BEGIN GIVEN RECORDS

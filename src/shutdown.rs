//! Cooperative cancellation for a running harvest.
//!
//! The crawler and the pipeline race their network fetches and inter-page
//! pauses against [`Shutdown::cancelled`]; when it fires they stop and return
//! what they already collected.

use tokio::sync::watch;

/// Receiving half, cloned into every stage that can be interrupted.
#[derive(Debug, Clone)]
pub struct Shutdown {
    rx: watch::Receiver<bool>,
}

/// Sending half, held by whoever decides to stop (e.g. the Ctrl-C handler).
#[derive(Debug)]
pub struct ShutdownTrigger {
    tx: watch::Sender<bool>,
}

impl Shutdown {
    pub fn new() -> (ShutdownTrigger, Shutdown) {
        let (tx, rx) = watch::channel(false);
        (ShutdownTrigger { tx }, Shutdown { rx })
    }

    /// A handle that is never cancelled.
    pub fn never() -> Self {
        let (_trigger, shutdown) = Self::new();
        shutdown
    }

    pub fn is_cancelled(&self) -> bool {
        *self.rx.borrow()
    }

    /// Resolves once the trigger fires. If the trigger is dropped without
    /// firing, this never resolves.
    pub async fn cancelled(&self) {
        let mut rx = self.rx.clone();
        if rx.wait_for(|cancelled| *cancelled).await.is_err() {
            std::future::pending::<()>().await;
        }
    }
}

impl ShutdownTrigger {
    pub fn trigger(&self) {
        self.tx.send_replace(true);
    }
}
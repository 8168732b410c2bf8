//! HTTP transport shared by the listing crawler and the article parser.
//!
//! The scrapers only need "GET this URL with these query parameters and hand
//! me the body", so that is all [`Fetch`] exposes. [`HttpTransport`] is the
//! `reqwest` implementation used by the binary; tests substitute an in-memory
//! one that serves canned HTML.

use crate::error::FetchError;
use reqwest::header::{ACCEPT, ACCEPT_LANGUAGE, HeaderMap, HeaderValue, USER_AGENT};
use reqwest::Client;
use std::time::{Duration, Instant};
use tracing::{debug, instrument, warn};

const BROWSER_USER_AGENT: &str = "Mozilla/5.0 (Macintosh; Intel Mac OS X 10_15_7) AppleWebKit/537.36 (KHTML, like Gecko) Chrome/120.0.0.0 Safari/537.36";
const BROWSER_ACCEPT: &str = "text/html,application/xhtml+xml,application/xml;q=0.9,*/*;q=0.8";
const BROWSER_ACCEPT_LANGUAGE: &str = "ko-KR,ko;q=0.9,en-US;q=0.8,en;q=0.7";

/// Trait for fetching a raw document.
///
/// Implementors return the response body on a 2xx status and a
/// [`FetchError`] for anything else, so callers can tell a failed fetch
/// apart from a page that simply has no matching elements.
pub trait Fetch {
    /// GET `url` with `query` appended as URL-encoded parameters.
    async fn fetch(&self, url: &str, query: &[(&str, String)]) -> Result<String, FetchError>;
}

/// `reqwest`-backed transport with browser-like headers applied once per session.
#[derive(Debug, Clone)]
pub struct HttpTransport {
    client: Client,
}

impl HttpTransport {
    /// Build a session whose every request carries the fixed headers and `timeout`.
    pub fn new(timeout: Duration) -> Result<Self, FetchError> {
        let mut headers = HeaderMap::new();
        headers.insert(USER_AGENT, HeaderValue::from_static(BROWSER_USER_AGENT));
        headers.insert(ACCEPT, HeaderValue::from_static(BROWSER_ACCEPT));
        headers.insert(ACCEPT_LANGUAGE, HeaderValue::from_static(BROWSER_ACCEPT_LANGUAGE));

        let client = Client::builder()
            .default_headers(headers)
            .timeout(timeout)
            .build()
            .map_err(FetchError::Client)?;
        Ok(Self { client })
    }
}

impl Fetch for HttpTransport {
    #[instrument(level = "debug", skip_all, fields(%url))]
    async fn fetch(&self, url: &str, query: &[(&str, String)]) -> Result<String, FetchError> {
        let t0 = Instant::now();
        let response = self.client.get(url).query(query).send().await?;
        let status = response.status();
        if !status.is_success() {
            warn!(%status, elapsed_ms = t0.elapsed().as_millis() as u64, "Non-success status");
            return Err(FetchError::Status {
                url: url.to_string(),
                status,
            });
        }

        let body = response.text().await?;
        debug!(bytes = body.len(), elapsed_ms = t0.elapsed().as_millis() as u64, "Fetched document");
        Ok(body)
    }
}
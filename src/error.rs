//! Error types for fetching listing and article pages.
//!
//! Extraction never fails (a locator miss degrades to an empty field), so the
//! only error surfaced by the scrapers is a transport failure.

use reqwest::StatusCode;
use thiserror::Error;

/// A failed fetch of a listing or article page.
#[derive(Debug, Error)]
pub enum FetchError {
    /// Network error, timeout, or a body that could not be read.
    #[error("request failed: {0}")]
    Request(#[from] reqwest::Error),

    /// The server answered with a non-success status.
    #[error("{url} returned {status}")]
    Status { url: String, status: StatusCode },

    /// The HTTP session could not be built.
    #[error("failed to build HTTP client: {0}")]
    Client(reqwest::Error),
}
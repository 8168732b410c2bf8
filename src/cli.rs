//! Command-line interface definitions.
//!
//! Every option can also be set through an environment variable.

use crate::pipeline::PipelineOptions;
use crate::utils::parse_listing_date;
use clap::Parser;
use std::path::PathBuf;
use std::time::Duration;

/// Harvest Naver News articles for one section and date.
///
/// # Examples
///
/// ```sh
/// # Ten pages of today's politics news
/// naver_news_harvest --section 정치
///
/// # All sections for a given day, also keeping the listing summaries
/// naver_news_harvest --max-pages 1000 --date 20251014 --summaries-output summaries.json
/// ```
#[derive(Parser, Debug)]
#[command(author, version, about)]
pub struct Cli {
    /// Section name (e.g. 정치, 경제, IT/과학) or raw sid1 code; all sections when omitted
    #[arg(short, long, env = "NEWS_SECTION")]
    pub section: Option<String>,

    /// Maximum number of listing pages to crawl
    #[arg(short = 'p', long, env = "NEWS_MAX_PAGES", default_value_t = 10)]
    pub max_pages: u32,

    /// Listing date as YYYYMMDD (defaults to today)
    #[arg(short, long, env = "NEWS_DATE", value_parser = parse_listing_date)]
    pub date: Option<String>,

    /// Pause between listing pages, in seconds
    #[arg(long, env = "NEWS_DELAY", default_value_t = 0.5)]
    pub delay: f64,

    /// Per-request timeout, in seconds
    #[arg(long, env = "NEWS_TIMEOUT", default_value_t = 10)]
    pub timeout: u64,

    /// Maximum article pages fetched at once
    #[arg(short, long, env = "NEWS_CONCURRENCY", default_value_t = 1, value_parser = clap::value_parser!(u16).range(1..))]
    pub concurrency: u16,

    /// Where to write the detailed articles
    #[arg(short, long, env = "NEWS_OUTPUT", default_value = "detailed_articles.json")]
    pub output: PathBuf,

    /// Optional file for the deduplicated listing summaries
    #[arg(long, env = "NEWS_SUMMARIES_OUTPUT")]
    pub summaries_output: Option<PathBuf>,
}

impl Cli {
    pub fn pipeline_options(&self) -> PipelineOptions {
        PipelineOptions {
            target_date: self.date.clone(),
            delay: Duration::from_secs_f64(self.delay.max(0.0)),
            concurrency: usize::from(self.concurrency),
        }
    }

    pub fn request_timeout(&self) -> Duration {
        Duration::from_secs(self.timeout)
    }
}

END GIVEN RECORDS

Tally the lines that hold the word "headers" in the listing, and give the tally with nothing else.

7